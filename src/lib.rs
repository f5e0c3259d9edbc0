//! Template suggestions, highlighting and markdown shortcuts for rich-text editors.
//!
//! The [`Editor`] sits between a host's text buffer (anything implementing
//! [`Document`]) and its UI. Hosts forward document events and key presses;
//! the editor keeps the suggestion session current, inserts chosen items, and
//! schedules highlight and shortcut repaints on a debounce [`Pipeline`] that
//! the host flushes.

use tokio::time::Instant;
use tracing::{debug, warn};

pub mod assist;
pub mod document;
pub mod driver;
pub mod error;
pub mod settings;
pub mod types;

pub use assist::{
    Highlighter, Insertion, Key, KeyOutcome, MarkdownShortcuts, NavAction, Pipeline, Step,
    SuggestionSession,
};
pub use document::{
    Bounds, ChangeSource, Document, EditorEvent, FocusTarget, Selection, Span, Style, TextBuffer,
};
pub use error::{ConfigError, DocumentError};
pub use settings::{discover_settings, load_settings, EditorConfig, Settings, Timing};
pub use types::{ItemId, SuggestionItem};

use assist::{insert_suggestion, NavigationController, TriggerDetector};

/// Coordinates trigger detection, insertion, navigation and derived formatting
/// for one attached document.
#[derive(Debug, Clone)]
pub struct Editor {
    config: EditorConfig,
    detector: TriggerDetector,
    session: SuggestionSession,
    navigation: NavigationController,
    highlighter: Highlighter,
    markdown: MarkdownShortcuts,
    pipeline: Pipeline,
}

impl Editor {
    pub fn new(config: EditorConfig) -> Self {
        Self {
            detector: TriggerDetector::new(config.trigger(), config.closing()),
            highlighter: Highlighter::new(config.template_pattern().clone()),
            session: SuggestionSession::closed(),
            navigation: NavigationController::new(),
            markdown: MarkdownShortcuts::new(),
            pipeline: Pipeline::new(),
            config,
        }
    }

    /// Register the editor's styles with `doc` and paint its current content.
    pub fn attach<D: Document + ?Sized>(&mut self, doc: &mut D) {
        doc.register_styles(&Style::CUSTOM);
        self.highlighter.repaint(doc);
        if self.config.markdown_enabled() {
            self.markdown.process(doc);
        }
        debug!(
            trigger = self.config.trigger(),
            closing = self.config.closing(),
            suggestions = self.config.suggestions().len(),
            "editor attached"
        );
    }

    pub fn config(&self) -> &EditorConfig {
        &self.config
    }

    /// Snapshot for the suggestion renderer.
    pub fn session(&self) -> &SuggestionSession {
        &self.session
    }

    /// Template spans painted by the last highlight repaint.
    pub fn highlights(&self) -> &[Span] {
        self.highlighter.spans()
    }

    /// Regions currently bolded by the `*text*` shortcut.
    pub fn markdown_regions(&self) -> &[Span] {
        self.markdown.regions()
    }

    /// When the next deferred step is due, if any.
    pub fn next_deadline(&self) -> Option<Instant> {
        self.pipeline.next_deadline()
    }

    pub fn is_pending(&self, step: Step) -> bool {
        self.pipeline.is_pending(step)
    }

    /// React to a document event. Events must arrive in dispatch order.
    pub fn handle_event<D: Document + ?Sized>(
        &mut self,
        doc: &mut D,
        event: EditorEvent,
        now: Instant,
    ) {
        match event {
            EditorEvent::TextChange {
                source: ChangeSource::User,
            } => {
                self.detect(doc);
                self.schedule_repaints(now);
            }
            EditorEvent::TextChange {
                source: ChangeSource::Api,
            } => {
                // Programmatic edits may pull the text out from under an open
                // session. They can close or requery it, never open one.
                if self.session.is_open {
                    self.detector
                        .revalidate(&mut self.session, doc, self.config.suggestions());
                    self.navigation.sync(self.session.is_open);
                }

                // Our own mutations come back as API changes; only react to
                // text the derived steps have not seen yet.
                let text = doc.text();
                if self.highlighter.is_stale(&text) {
                    self.schedule(Step::Highlight, now);
                }
                if self.config.markdown_enabled() && self.markdown.is_stale(&text) {
                    self.schedule(Step::Markdown, now);
                }
            }
            EditorEvent::SelectionChange {
                source: ChangeSource::User,
            } => self.detect(doc),
            EditorEvent::TextChange {
                source: ChangeSource::Silent,
            }
            | EditorEvent::SelectionChange { .. } => {}
            EditorEvent::Blur {
                target: FocusTarget::Suggestions,
            } => {}
            EditorEvent::Blur {
                target: FocusTarget::Elsewhere,
            } => self.close_session(),
        }
    }

    /// Offer a key press to the editor before the host handles it.
    ///
    /// Returns [`KeyOutcome::Handled`] when the host must suppress its own
    /// handling of the key.
    pub fn handle_key<D: Document + ?Sized>(
        &mut self,
        doc: &mut D,
        key: Key,
        now: Instant,
    ) -> KeyOutcome {
        if let Some(action) = self.navigation.handle(&mut self.session, key) {
            match action {
                NavAction::Accept(index) => {
                    self.accept(doc, index, now);
                }
                NavAction::Dismiss => {
                    self.close_session();
                    doc.focus();
                }
                NavAction::Moved | NavAction::Nothing => {}
            }
            return KeyOutcome::Handled;
        }

        if key == Key::Char('*') && self.config.markdown_enabled() {
            let outcome = self.markdown.handle_asterisk(doc);
            if outcome == KeyOutcome::Handled {
                self.detect(doc);
                self.schedule_repaints(now);
            }
            return outcome;
        }

        KeyOutcome::Ignored
    }

    /// Insert the filtered item with `id`, as chosen with the pointer.
    ///
    /// Returns where the template landed, or `None` when nothing was inserted.
    pub fn select<D: Document + ?Sized>(
        &mut self,
        doc: &mut D,
        id: &ItemId,
        now: Instant,
    ) -> Option<Insertion> {
        if !self.session.is_open {
            return None;
        }
        let Some(index) = self
            .session
            .filtered_items
            .iter()
            .position(|item| &item.id == id)
        else {
            debug!(item = %id, "selected item is not in the filtered list");
            return None;
        };
        // Clicking the list took focus; the caret must be back before editing.
        doc.focus();
        self.accept(doc, index, now)
    }

    /// Move the highlighted item, as with the pointer. Clamped to the list.
    pub fn hover(&mut self, index: usize) {
        if self.session.is_open {
            self.session.selected_index = index.min(self.session.last_index());
        }
    }

    pub fn close_session(&mut self) {
        self.session.close();
        self.navigation.sync(false);
    }

    /// Run every step due at `now`.
    pub fn flush_due<D: Document + ?Sized>(&mut self, doc: &mut D, now: Instant) {
        for step in self.pipeline.take_due(now) {
            self.run_step(doc, step);
        }
    }

    /// Run every pending step immediately.
    pub fn flush_all<D: Document + ?Sized>(&mut self, doc: &mut D) {
        for step in self.pipeline.take_all() {
            self.run_step(doc, step);
        }
    }

    fn accept<D: Document + ?Sized>(
        &mut self,
        doc: &mut D,
        index: usize,
        now: Instant,
    ) -> Option<Insertion> {
        let item = self.session.filtered_items.get(index).cloned()?;

        let inserted = match insert_suggestion(
            doc,
            &mut self.session,
            &item,
            self.config.trigger(),
            self.config.closing(),
        ) {
            Ok(inserted) => inserted,
            Err(e) => {
                warn!(error = %e, item = %item.id, "suggestion insertion aborted");
                None
            }
        };
        self.navigation.sync(self.session.is_open);

        if inserted.is_some() {
            self.schedule_repaints(now);
            self.schedule(Step::Retrigger, now);
        }
        inserted
    }

    fn detect<D: Document + ?Sized>(&mut self, doc: &D) {
        self.detector
            .update(&mut self.session, doc, self.config.suggestions());
        self.navigation.sync(self.session.is_open);
    }

    fn schedule_repaints(&mut self, now: Instant) {
        self.schedule(Step::Highlight, now);
        if self.config.markdown_enabled() {
            self.schedule(Step::Markdown, now);
        }
    }

    fn schedule(&mut self, step: Step, now: Instant) {
        let timing = self.config.timing();
        let delay = match step {
            Step::Markdown => timing.markdown_debounce,
            Step::Highlight => timing.highlight_debounce,
            Step::Retrigger => timing.retrigger_delay,
        };
        self.pipeline.schedule(step, now, delay);
    }

    fn run_step<D: Document + ?Sized>(&mut self, doc: &mut D, step: Step) {
        match step {
            Step::Markdown => {
                if self.config.markdown_enabled() {
                    self.markdown.process(doc);
                }
            }
            Step::Highlight => {
                self.highlighter.repaint(doc);
            }
            Step::Retrigger => self.detect(doc),
        }
    }
}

Exercise details:
If a line of the material contains the word "None", pick it out and copy it.

Task answer:
    /// Returns where the template landed, or `None` when nothing was inserted.
            return None;
            return None;
                None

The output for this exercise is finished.